Lately, there's this nasty trend for people to suggest that because a mistake is in common use, it is somehow suddenly correct by reflection through common usage in some misguided interpretation of linguistic drift within a live language. Ignorance isn't linguistic drift. Mistakes come and mistakes go; changes to the language take hundreds of years, and this particular buffoonery isn't yet extant even in three seperate generations. Never you worry: people will find out what irony means just as they found out what nuclear meant (many people thought nuclear simply implied a kind of explosive in the 60s and 70s.) Besides, language change is almost always creative, and almost never reformulative. If that doesn't make sense to you, chances are you shouldn't be arguing about the progressive change in languages any more than someone which doesn't know what o(n log n) means should discuss the impact of algorithm selection or than someone which isn't aware that gasoline does not contain octane should be discussing fuel mixtures.

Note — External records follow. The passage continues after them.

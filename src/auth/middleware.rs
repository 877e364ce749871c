use axum::{
    Extension,
    extract::{Request, State},
    http::header,
    middleware::Next,
    response::Response,
};
use uuid::Uuid;

use crate::{app::state::AppState, error::AppError, repositories::users as user_repo};

#[derive(Debug, Clone)]
pub struct AuthUser {
    pub user_id: Uuid,
    #[allow(dead_code)]
    pub email: String,
}

pub async fn auth_middleware(
    State(state): State<AppState>,
    mut req: Request,
    next: Next,
) -> Result<Response, AppError> {
    let token = req
        .headers()
        .get(header::AUTHORIZATION)
        .and_then(|value| value.to_str().ok())
        .and_then(|val| val.strip_prefix("Bearer "))
        .map(str::to_string)
        .or_else(|| {
            let query = req.uri().query().unwrap_or("");
            let params: std::collections::HashMap<String, String> =
                serde_urlencoded::from_str(query).unwrap_or_default();
            params.get("token").cloned()
        })
        .ok_or(AppError::Unauthorized(
            "Missing authorization token".to_string(),
        ))?;

    let claim = state
        .jwt_config
        .verify_token(&token)
        .map_err(|e| AppError::Unauthorized(format!("Invalid token: {}", e)))?;

    let user_id = Uuid::parse_str(&claim.sub)
        .map_err(|_| AppError::Unauthorized("Invalid user id".to_string()))?;

    let auth_user = AuthUser {
        user_id,
        email: claim.email,
    };

    req.extensions_mut().insert(auth_user);

    Ok(next.run(req).await)
}

pub async fn verified_middleware(
    State(state): State<AppState>,
    Extension(auth_user): Extension<AuthUser>,
    req: Request,
    next: Next,
) -> Result<Response, AppError> {
    let user = user_repo::get_user_by_id(&state.db, auth_user.user_id).await?;
    if user.email_verified_at.is_none() {
        return Err(AppError::EmailNotVerified(
            "Email address not verified".to_string(),
        ));
    }

    Ok(next.run(req).await)
}
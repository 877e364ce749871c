use axum::{
    Extension, Json,
    extract::{Path, State},
};

use crate::{
    app::state::AppState,
    auth::middleware::AuthUser,
    dto::entities::{CreateNamedEntityRequest, NamedEntityResponse, RenameNamedEntityRequest},
    error::AppError,
    models::entities::NamedEntityKind,
    usecases::entities::EntityService,
};

pub async fn list_characters_handle(
    State(state): State<AppState>,
    Extension(auth_user): Extension<AuthUser>,
    Path(project_id): Path<uuid::Uuid>,
) -> Result<Json<Vec<NamedEntityResponse>>, AppError> {
    let characters = EntityService::list(
        &state.db,
        NamedEntityKind::Character,
        auth_user.user_id,
        project_id,
    )
    .await?;
    Ok(Json(characters))
}

pub async fn create_character_handle(
    State(state): State<AppState>,
    Extension(auth_user): Extension<AuthUser>,
    Path(project_id): Path<uuid::Uuid>,
    Json(req): Json<CreateNamedEntityRequest>,
) -> Result<(axum::http::StatusCode, Json<NamedEntityResponse>), AppError> {
    let character = EntityService::create(
        &state.db,
        NamedEntityKind::Character,
        auth_user.user_id,
        project_id,
        req,
    )
    .await?
    .ok_or(AppError::NotFound("Not found".to_string()))?;
    Ok((axum::http::StatusCode::CREATED, Json(character)))
}

pub async fn rename_character_handle(
    State(state): State<AppState>,
    Extension(auth_user): Extension<AuthUser>,
    Path((_project_id, character_id)): Path<(uuid::Uuid, uuid::Uuid)>,
    Json(req): Json<RenameNamedEntityRequest>,
) -> Result<axum::http::StatusCode, AppError> {
    EntityService::rename(
        &state.db,
        NamedEntityKind::Character,
        auth_user.user_id,
        character_id,
        req,
    )
    .await?;
    Ok(axum::http::StatusCode::NO_CONTENT)
}

pub async fn delete_character_handle(
    State(state): State<AppState>,
    Extension(auth_user): Extension<AuthUser>,
    Path((_project_id, character_id)): Path<(uuid::Uuid, uuid::Uuid)>,
) -> Result<axum::http::StatusCode, AppError> {
    EntityService::delete(
        &state.db,
        NamedEntityKind::Character,
        auth_user.user_id,
        character_id,
    )
    .await?;
    Ok(axum::http::StatusCode::NO_CONTENT)
}

pub async fn list_locations_handle(
    State(state): State<AppState>,
    Extension(auth_user): Extension<AuthUser>,
    Path(project_id): Path<uuid::Uuid>,
) -> Result<Json<Vec<NamedEntityResponse>>, AppError> {
    let locations = EntityService::list(
        &state.db,
        NamedEntityKind::Location,
        auth_user.user_id,
        project_id,
    )
    .await?;
    Ok(Json(locations))
}

pub async fn create_location_handle(
    State(state): State<AppState>,
    Extension(auth_user): Extension<AuthUser>,
    Path(project_id): Path<uuid::Uuid>,
    Json(req): Json<CreateNamedEntityRequest>,
) -> Result<(axum::http::StatusCode, Json<NamedEntityResponse>), AppError> {
    let location = EntityService::create(
        &state.db,
        NamedEntityKind::Location,
        auth_user.user_id,
        project_id,
        req,
    )
    .await?
    .ok_or(AppError::NotFound("Not found".to_string()))?;
    Ok((axum::http::StatusCode::CREATED, Json(location)))
}

pub async fn rename_location_handle(
    State(state): State<AppState>,
    Extension(auth_user): Extension<AuthUser>,
    Path((_project_id, location_id)): Path<(uuid::Uuid, uuid::Uuid)>,
    Json(req): Json<RenameNamedEntityRequest>,
) -> Result<axum::http::StatusCode, AppError> {
    EntityService::rename(
        &state.db,
        NamedEntityKind::Location,
        auth_user.user_id,
        location_id,
        req,
    )
    .await?;
    Ok(axum::http::StatusCode::NO_CONTENT)
}

pub async fn delete_location_handle(
    State(state): State<AppState>,
    Extension(auth_user): Extension<AuthUser>,
    Path((_project_id, location_id)): Path<(uuid::Uuid, uuid::Uuid)>,
) -> Result<axum::http::StatusCode, AppError> {
    EntityService::delete(
        &state.db,
        NamedEntityKind::Location,
        auth_user.user_id,
        location_id,
    )
    .await?;
    Ok(axum::http::StatusCode::NO_CONTENT)
}
use sqlx::{PgPool, Postgres, Transaction};
use uuid::Uuid;

use crate::{
    dto::beat_sheets::UpdateBeatSheetRequest, error::AppError, models::beat_sheets::BeatSheet,
};

/// Inserts the empty beat sheet belonging to a freshly created project.
/// Runs inside the project-creation transaction so a project can never be
/// observed without its sheet.
pub async fn insert_empty(
    tx: &mut Transaction<'_, Postgres>,
    project_id: Uuid,
    title: &str,
) -> Result<BeatSheet, AppError> {
    let sheet = sqlx::query_as::<_, BeatSheet>(
        r#"
            INSERT INTO story.beat_sheet (
                project_id, title, date, logline, genre,
                opening_image, theme_stated, set_up, catalyst, debate,
                break_into_two, b_story, fun_and_games, midpoint,
                bad_guys_close_in, all_is_lost, dark_night_of_the_soul,
                break_into_three, finale, final_image
            )
            VALUES (
                $1, $2, NOW(), '', '',
                '', '', '', '', '',
                '', '', '', '',
                '', '', '',
                '', '', ''
            )
            RETURNING *
        "#,
    )
    .bind(project_id)
    .bind(title)
    .fetch_one(&mut **tx)
    .await?;

    Ok(sheet)
}

pub async fn find_for_owner(
    pool: &PgPool,
    project_id: Uuid,
    owner_id: Uuid,
) -> Result<Option<BeatSheet>, AppError> {
    let sheet = crate::log_query_fetch_optional!(
        "beat_sheets.find_for_owner",
        sqlx::query_as::<_, BeatSheet>(
            r#"
                SELECT bs.*
                FROM story.beat_sheet bs
                JOIN story.project p ON p.id = bs.project_id
                WHERE bs.project_id = $1
                  AND p.owner_id = $2
            "#,
        )
        .bind(project_id)
        .bind(owner_id)
        .fetch_optional(pool)
    )?;

    Ok(sheet)
}

/// Updates the mutable fields only; title and date are server-managed.
/// The owner check rides in the same statement.
pub async fn update_fields_for_owner(
    pool: &PgPool,
    project_id: Uuid,
    owner_id: Uuid,
    req: &UpdateBeatSheetRequest,
) -> Result<Option<BeatSheet>, AppError> {
    let sheet = crate::log_query_fetch_optional!(
        "beat_sheets.update_fields",
        sqlx::query_as::<_, BeatSheet>(
            r#"
                UPDATE story.beat_sheet bs
                SET logline = $3,
                    genre = $4,
                    opening_image = $5,
                    theme_stated = $6,
                    set_up = $7,
                    catalyst = $8,
                    debate = $9,
                    break_into_two = $10,
                    b_story = $11,
                    fun_and_games = $12,
                    midpoint = $13,
                    bad_guys_close_in = $14,
                    all_is_lost = $15,
                    dark_night_of_the_soul = $16,
                    break_into_three = $17,
                    finale = $18,
                    final_image = $19,
                    updated_at = NOW()
                FROM story.project p
                WHERE bs.project_id = p.id
                  AND bs.project_id = $1
                  AND p.owner_id = $2
                RETURNING bs.*
            "#,
        )
        .bind(project_id)
        .bind(owner_id)
        .bind(&req.logline)
        .bind(&req.genre)
        .bind(&req.opening_image)
        .bind(&req.theme_stated)
        .bind(&req.set_up)
        .bind(&req.catalyst)
        .bind(&req.debate)
        .bind(&req.break_into_two)
        .bind(&req.b_story)
        .bind(&req.fun_and_games)
        .bind(&req.midpoint)
        .bind(&req.bad_guys_close_in)
        .bind(&req.all_is_lost)
        .bind(&req.dark_night_of_the_soul)
        .bind(&req.break_into_three)
        .bind(&req.finale)
        .bind(&req.final_image)
        .fetch_optional(pool)
    )?;

    Ok(sheet)
}

/// Keeps the sheet title in sync when its project is renamed. Runs inside
/// the rename transaction.
pub async fn update_title(
    tx: &mut Transaction<'_, Postgres>,
    project_id: Uuid,
    title: &str,
) -> Result<(), AppError> {
    sqlx::query(
        r#"
            UPDATE story.beat_sheet
            SET title = $2, updated_at = NOW()
            WHERE project_id = $1
        "#,
    )
    .bind(project_id)
    .bind(title)
    .execute(&mut **tx)
    .await?;

    Ok(())
}
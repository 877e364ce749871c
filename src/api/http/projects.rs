use axum::{
    Extension, Json,
    extract::{Path, State},
};

use crate::{
    app::state::AppState,
    auth::middleware::AuthUser,
    dto::projects::{CreateProjectRequest, ProjectResponse, RenameProjectRequest},
    error::AppError,
    usecases::projects::ProjectService,
};

pub async fn list_projects_handle(
    State(state): State<AppState>,
    Extension(auth_user): Extension<AuthUser>,
) -> Result<Json<Vec<ProjectResponse>>, AppError> {
    let projects = ProjectService::list(&state.db, auth_user.user_id).await?;
    Ok(Json(projects))
}

pub async fn create_project_handle(
    State(state): State<AppState>,
    Extension(auth_user): Extension<AuthUser>,
    Json(req): Json<CreateProjectRequest>,
) -> Result<(axum::http::StatusCode, Json<ProjectResponse>), AppError> {
    let project = ProjectService::create(&state.db, auth_user.user_id, req).await?;
    Ok((axum::http::StatusCode::CREATED, Json(project)))
}

pub async fn rename_project_handle(
    State(state): State<AppState>,
    Extension(auth_user): Extension<AuthUser>,
    Path(project_id): Path<uuid::Uuid>,
    Json(req): Json<RenameProjectRequest>,
) -> Result<axum::http::StatusCode, AppError> {
    ProjectService::rename(&state.db, auth_user.user_id, project_id, req).await?;
    Ok(axum::http::StatusCode::NO_CONTENT)
}

pub async fn delete_project_handle(
    State(state): State<AppState>,
    Extension(auth_user): Extension<AuthUser>,
    Path(project_id): Path<uuid::Uuid>,
) -> Result<axum::http::StatusCode, AppError> {
    ProjectService::delete(&state.db, auth_user.user_id, project_id).await?;
    Ok(axum::http::StatusCode::NO_CONTENT)
}
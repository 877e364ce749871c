use std::{env, error::Error, sync::OnceLock};

use opentelemetry::KeyValue;
use opentelemetry::global;
use opentelemetry::trace::TracerProvider;
use opentelemetry_otlp::WithExportConfig;
use opentelemetry_sdk::{Resource, propagation::TraceContextPropagator, trace as sdktrace};
use tracing_opentelemetry::OpenTelemetryLayer;
use tracing_subscriber::Registry;

const DEFAULT_SERVICE_NAME: &str = "beatboard-api";
const DEFAULT_TRACER_NAME: &str = "beatboard";

static TRACER_PROVIDER: OnceLock<sdktrace::SdkTracerProvider> = OnceLock::new();

#[derive(Debug, Clone)]
struct OtelConfig {
    endpoint: String,
    service_name: String,
}

impl OtelConfig {
    fn from_env() -> Option<Self> {
        let endpoint = env::var("OTEL_EXPORTER_OTLP_ENDPOINT").ok()?;
        let service_name =
            env::var("OTEL_SERVICE_NAME").unwrap_or_else(|_| DEFAULT_SERVICE_NAME.to_string());

        Some(Self {
            endpoint,
            service_name,
        })
    }
}

pub fn build_otel_layer()
-> Result<Option<OpenTelemetryLayer<Registry, sdktrace::Tracer>>, Box<dyn Error + Send + Sync>> {
    let config = match OtelConfig::from_env() {
        Some(config) => config,
        None => return Ok(None),
    };

    global::set_text_map_propagator(TraceContextPropagator::new());

    let resource = Resource::builder()
        .with_service_name(config.service_name)
        .with_attribute(KeyValue::new(
            "service.version",
            env!("CARGO_PKG_VERSION").to_string(),
        ))
        .build();

    let exporter = opentelemetry_otlp::SpanExporter::builder()
        .with_tonic()
        .with_endpoint(config.endpoint)
        .build()?;

    let tracer_provider = sdktrace::SdkTracerProvider::builder()
        .with_resource(resource)
        .with_batch_exporter(exporter)
        .build();

    let tracer = tracer_provider.tracer(DEFAULT_TRACER_NAME);
    let _ = TRACER_PROVIDER.set(tracer_provider.clone());
    global::set_tracer_provider(tracer_provider);

    Ok(Some(OpenTelemetryLayer::new(tracer)))
}

pub fn shutdown_tracer_provider() {
    if let Some(provider) = TRACER_PROVIDER.get() {
        if let Err(err) = provider.shutdown() {
            tracing::warn!("OpenTelemetry tracer shutdown failed: {}", err);
        }
    }
}
use sqlx::{PgPool, Postgres, Transaction};
use uuid::Uuid;

use crate::{error::AppError, models::projects::Project};

pub async fn list_projects_for_owner(
    pool: &PgPool,
    owner_id: Uuid,
) -> Result<Vec<Project>, AppError> {
    let projects = crate::log_query_fetch_all!(
        "projects.list_for_owner",
        sqlx::query_as::<_, Project>(
            r#"
                SELECT *
                FROM story.project
                WHERE owner_id = $1
                ORDER BY name ASC
            "#,
        )
        .bind(owner_id)
        .fetch_all(pool)
    )?;

    Ok(projects)
}

/// Ownership predicate used before inserting or listing children.
pub async fn is_owned(pool: &PgPool, project_id: Uuid, owner_id: Uuid) -> Result<bool, AppError> {
    let owned = crate::log_query_fetch_one!(
        "projects.is_owned",
        sqlx::query_scalar::<_, bool>(
            r#"
                SELECT EXISTS(
                    SELECT 1 FROM story.project WHERE id = $1 AND owner_id = $2
                )
            "#,
        )
        .bind(project_id)
        .bind(owner_id)
        .fetch_one(pool)
    )?;

    Ok(owned)
}

pub async fn insert_project(
    tx: &mut Transaction<'_, Postgres>,
    owner_id: Uuid,
    name: &str,
) -> Result<Project, AppError> {
    let project = sqlx::query_as::<_, Project>(
        r#"
            INSERT INTO story.project (owner_id, name)
            VALUES ($1, $2)
            RETURNING *
        "#,
    )
    .bind(owner_id)
    .bind(name)
    .fetch_one(&mut **tx)
    .await?;

    Ok(project)
}

pub async fn rename_project(
    tx: &mut Transaction<'_, Postgres>,
    project_id: Uuid,
    owner_id: Uuid,
    name: &str,
) -> Result<Option<Project>, AppError> {
    let project = sqlx::query_as::<_, Project>(
        r#"
            UPDATE story.project
            SET name = $3, updated_at = NOW()
            WHERE id = $1 AND owner_id = $2
            RETURNING *
        "#,
    )
    .bind(project_id)
    .bind(owner_id)
    .bind(name)
    .fetch_optional(&mut **tx)
    .await?;

    Ok(project)
}

/// Deletes a project and its whole subtree in one transaction. Returns
/// false when the project is absent or owned by someone else, which the
/// caller treats as a silent no-op.
pub async fn delete_project_cascade(
    pool: &PgPool,
    project_id: Uuid,
    owner_id: Uuid,
) -> Result<bool, AppError> {
    let mut tx = pool.begin().await?;

    let owned = sqlx::query_scalar::<_, Uuid>(
        r#"
            SELECT id FROM story.project
            WHERE id = $1 AND owner_id = $2
            FOR UPDATE
        "#,
    )
    .bind(project_id)
    .bind(owner_id)
    .fetch_optional(&mut *tx)
    .await?;

    if owned.is_none() {
        return Ok(false);
    }

    // Children before parent: sticky notes, characters, locations, the
    // beat sheet, then the project row.
    for table in [
        "story.sticky_note",
        "story.character",
        "story.location",
        "story.beat_sheet",
    ] {
        let statement = format!("DELETE FROM {table} WHERE project_id = $1");
        sqlx::query(&statement)
            .bind(project_id)
            .execute(&mut *tx)
            .await?;
    }

    sqlx::query("DELETE FROM story.project WHERE id = $1")
        .bind(project_id)
        .execute(&mut *tx)
        .await?;

    tx.commit().await?;
    Ok(true)
}
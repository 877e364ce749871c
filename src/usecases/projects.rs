use sqlx::PgPool;
use uuid::Uuid;

use crate::{
    dto::projects::{CreateProjectRequest, ProjectResponse, RenameProjectRequest},
    error::AppError,
    repositories::beat_sheets as beat_sheet_repo,
    repositories::projects as project_repo,
    telemetry::BusinessEvent,
};

pub struct ProjectService;

impl ProjectService {
    pub async fn list(pool: &PgPool, owner_id: Uuid) -> Result<Vec<ProjectResponse>, AppError> {
        let projects = project_repo::list_projects_for_owner(pool, owner_id).await?;
        Ok(projects.into_iter().map(ProjectResponse::from).collect())
    }

    /// Creates the project together with its empty beat sheet in one
    /// transaction; a project must never exist without its sheet.
    pub async fn create(
        pool: &PgPool,
        owner_id: Uuid,
        req: CreateProjectRequest,
    ) -> Result<ProjectResponse, AppError> {
        let name = normalize_project_name(&req.name)?;

        let mut tx = pool.begin().await?;
        let project = project_repo::insert_project(&mut tx, owner_id, &name).await?;
        beat_sheet_repo::insert_empty(&mut tx, project.id, &project.name).await?;
        tx.commit().await?;

        BusinessEvent::ProjectCreated {
            project_id: project.id,
            user_id: owner_id,
        }
        .log();

        Ok(ProjectResponse::from(project))
    }

    /// Renames the project and rewrites the beat sheet title in the same
    /// transaction. Silent no-op when the project is not owned.
    pub async fn rename(
        pool: &PgPool,
        owner_id: Uuid,
        project_id: Uuid,
        req: RenameProjectRequest,
    ) -> Result<(), AppError> {
        let name = normalize_project_name(&req.name)?;

        let mut tx = pool.begin().await?;
        let Some(project) = project_repo::rename_project(&mut tx, project_id, owner_id, &name).await?
        else {
            return Ok(());
        };
        beat_sheet_repo::update_title(&mut tx, project.id, &project.name).await?;
        tx.commit().await?;

        BusinessEvent::ProjectRenamed {
            project_id,
            user_id: owner_id,
        }
        .log();
        Ok(())
    }

    /// Idempotent: deleting an absent or not-owned project is a no-op.
    pub async fn delete(pool: &PgPool, owner_id: Uuid, project_id: Uuid) -> Result<(), AppError> {
        let deleted = project_repo::delete_project_cascade(pool, project_id, owner_id).await?;
        if deleted {
            BusinessEvent::ProjectDeleted {
                project_id,
                user_id: owner_id,
            }
            .log();
        }
        Ok(())
    }
}

fn normalize_project_name(name: &str) -> Result<String, AppError> {
    let trimmed = name.trim();
    if trimmed.is_empty() {
        return Err(AppError::ValidationError(
            "Project name is required".to_string(),
        ));
    }
    if trimmed.chars().count() > 100 {
        return Err(AppError::ValidationError(
            "Project name must not exceed 100 characters".to_string(),
        ));
    }
    Ok(trimmed.to_uppercase())
}

#[cfg(test)]
mod tests {
    use super::normalize_project_name;

    #[test]
    fn project_name_is_trimmed_and_uppercased() {
        assert_eq!(normalize_project_name("  heist  ").unwrap(), "HEIST");
    }

    #[test]
    fn project_name_rejects_empty() {
        assert!(normalize_project_name("   ").is_err());
    }

    #[test]
    fn project_name_rejects_over_100_chars() {
        let long = "a".repeat(101);
        assert!(normalize_project_name(&long).is_err());
        let ok = "a".repeat(100);
        assert!(normalize_project_name(&ok).is_ok());
    }
}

It's time for people to realize that linguistics is a Real Science™, and that just because language changes doesn't mean that they're correctly interpreting language changing. Most people which think that they've found a new geological fault really found a sinkhole, mine droppage, or felt the shake from nearby explosions, digging or large building collapse. Most people which think that they've found a new energy source are just misunderstanding the physical mechanism by which energy they're seeing is being generated. Most people that think they've solved a classic mathematics problem are just missing a tiny but critical detail which breaks their proof. Still, when one tells one of those people that they've made a mistake, they generally accept their error once displayed on the basis that they're not geologists / physicists / mathematicians. That said, when one points out that someone's misusing a word, suddenly everyone thinks they're an Oxford lexicographer, quite within their rights to discuss the morphological trends of the english lexicon, even though they generally don't know what lexica or morphology are, nor even realize that there are criteria for adopting a new denotation or slang trend.

In the meantime, stop learning your words out of dictionaries, let alone bottom-of-the-barrel web dictionaries run by god only knows who. One cannot learn correct usage of a word through a two-sentence overview. Words have a complex and important relation and usage to other words whose depth generally could not be adequately explained in an article, let alone a numbered list of terse sentences. Dictionaries are there to remind one of details, as well as to confirm spellings and settle Scrabble arguments. Learn English through literature or not at all. Trying to pretend to yourself and others that a blurb from a random jackass which claims to be an authority on the web (yes, m-w.com are random jackasses) is nothing but a way to delude one's self and to confuse or annoy others.

References

  • As is so often the case, this and other concepts can be learned via a thorough course in Futurama (search for irony in three significantly different parts of the script for giant cluebulb.)